This letter was written by Taran Samarth, a Penn State fourth-year student, and Nora Van Horn, a recent alumna. Samarth is the policy director and Van Horn is the founder of Penn State Forward — a coalition of students, alumni and employees researching and organizing to create a sustainable, inclusive and fair Penn State — primarily by recruiting and supporting candidates for the Penn State Board of Trustees’ alumni elections.
On Aug. 3, the Penn State Board of Trustees’ Subcommittee on Compensation met publicly for 70 seconds. While any member of the public could have tuned in, they wouldn’t have known what the meeting was about — the board did not publish an agenda ahead of time.

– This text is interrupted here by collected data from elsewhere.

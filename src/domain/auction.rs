// src/domain/auction.rs
use chrono::{DateTime, Utc};
use serde::{Deserialize, Serialize};

use super::core::UserId;

/// The singleton bidding event. At most one auction is "current" at any
/// time; it is loaded from persistence at startup and dropped once ended.
#[derive(Debug, Clone, Default, PartialEq, Eq, Serialize, Deserialize)]
pub struct Auction {
    /// Absent means "not yet scheduled". Once set it is strictly in the
    /// future at the moment of setting; it falling into the past afterwards
    /// is what drives task triggering.
    #[serde(rename = "endTime")]
    pub end_time: Option<DateTime<Utc>>,
    pub ended: bool,
}

impl Auction {
    pub fn new() -> Self {
        Auction {
            end_time: None,
            ended: false,
        }
    }
}

/// A recorded bid, owned by the external bid tracker. The scheduler only
/// reads the last one at finalization time to notify the winner.
#[derive(Debug, Clone, PartialEq, Eq, Serialize, Deserialize)]
pub struct Bid {
    pub bidder: UserId,
    #[serde(rename = "bidderName")]
    pub bidder_name: String,
    pub amount: i64,
    pub at: DateTime<Utc>,
}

That day, the subcommittee chair announced that “the meeting… is for the sole purpose of considering one personnel matter for which the subcommittee met prior to this meeting in executive session to consider.”
The chair revealed a single agenda item: “to consider a salary adjustment for Sara Thorndike,” senior vice president for finance and business/treasurer at Penn State.

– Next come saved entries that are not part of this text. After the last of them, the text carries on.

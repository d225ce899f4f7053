use rand::rngs::StdRng;
use rand::{Rng, SeedableRng};

/// Reproducible series of `len` values in `[-100, 100)`.
pub fn random_series(seed: u64, len: usize) -> Vec<f64> {
    let mut rng = StdRng::seed_from_u64(seed);
    (0..len).map(|_| rng.random_range(-100.0..100.0)).collect()
}

/// Like [`random_series`], shifted by `offset` to stress cancellation.
pub fn offset_series(seed: u64, len: usize, offset: f64) -> Vec<f64> {
    random_series(seed, len)
        .into_iter()
        .map(|v| v + offset)
        .collect()
}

Then, the subcommittee unanimously voted “to recommend the adoption of the salary adjustment as presented in the executive session.”
But was it a pay raise? A pay cut?
How much? Why?
Even though the details of the salary adjustment were eventually uncovered by the Centre Daily Times, the board’s lack of transparency during the August meeting may be illegal.
But the board’s opacity is chronic.
In 2019, the board empaneled a working group to discuss “improving public dialogue,” according to documents obtained via open records requests.
What idea did they consider to enrich the board's involvement with the public? Ending the board’s public comment period altogether to “reduce administrative time and expense.”
The proposal to axe public comment revealed the planned grand finale of a yearslong persecution, involving decisions to move public comment to 8 a.m. and segregate public commenters from trustees — instead livestreaming their comments to the board.
While public comment remains, it is now limited to the few matters the board has on the agenda for the meeting — an agenda the public has just approximately five days to read, formulate thoughts on and submit to the board for advance approval.
History proves the board doesn’t want feedback. And it proves board members don’t want to share information with the public either.
In 2007, then-President Graham Spanier’s lobbying of the Pennsylvania State Senate won Penn State’s exclusion from a state open records law.
Penn State is the only public Big Ten university with such an exemption. As a result, the public cannot perform critical oversight over university budgets, campus police departments and much more.
Spanier’s lobbying hollowed out Penn State’s legal transparency requirements. Earlier this month, the board failed to abide by the weak remains.
Pennsylvania law requires the board and its committees to publish agendas on the official Board of Trustees website — in advance and after meetings. The law enshrines the public’s right “to witness the deliberation, policy formation and decision-making” of the many agencies funded with taxpayer money.
Before the Aug. 3 meeting, the board failed to publish an agenda. Now, any Pennsylvanian can sue, forcing the university to fork over legal costs for a self-made problem.
According to a recent update on the board’s website, the agenda was not posted ahead of time due to an “administrative oversight.”
On Aug. 25, we — with Penn State Forward — joined Penn State’s Association of American University Professors to send a letter to the Board of Trustees, advising them of this legal liability.
We also asked them to do more.
We face a substantial deficit, university-wide rescissions, a hiring freeze and degree program cuts. It seems that the board mismanaged the budget.
At the September meeting, the board will consider approving a budget for the coming fiscal year: one is expected to include 3% rescissions to all expenditures — yielding unknown impacts to employment, degree programs and resources. Already this spring, Penn State Altoona axed its mathematics, political science and integrative arts degree programs.
We might not know what’s on the chopping block until the knives are stowed away. Without a proposed budget in hand in advance, affected faculty, staff and students may not even be able to voice their concerns in time.
We must leverage the wonderful expertise of those within the Penn State community to get our university back on track.
Institutional leaders should host legitimate town halls, coordinate deliberations and lead genuine outreach efforts to inform the difficult decisions that lie ahead. The Board of Trustees must proactively and honestly share information about the budget and potential financial proposals — it seems the board needs our help, given the state of university finances.
To ensure we fulfill our key research, teaching and education missions, board members must commit to a new vision for transparent decision-making and create participatory structures for institutional governance. Too much is at stake: academic programs and support for students, job security for faculty and staff, and Penn State’s future as a respected academic institution.
If current board members won’t, we as a community need to support new ones who will.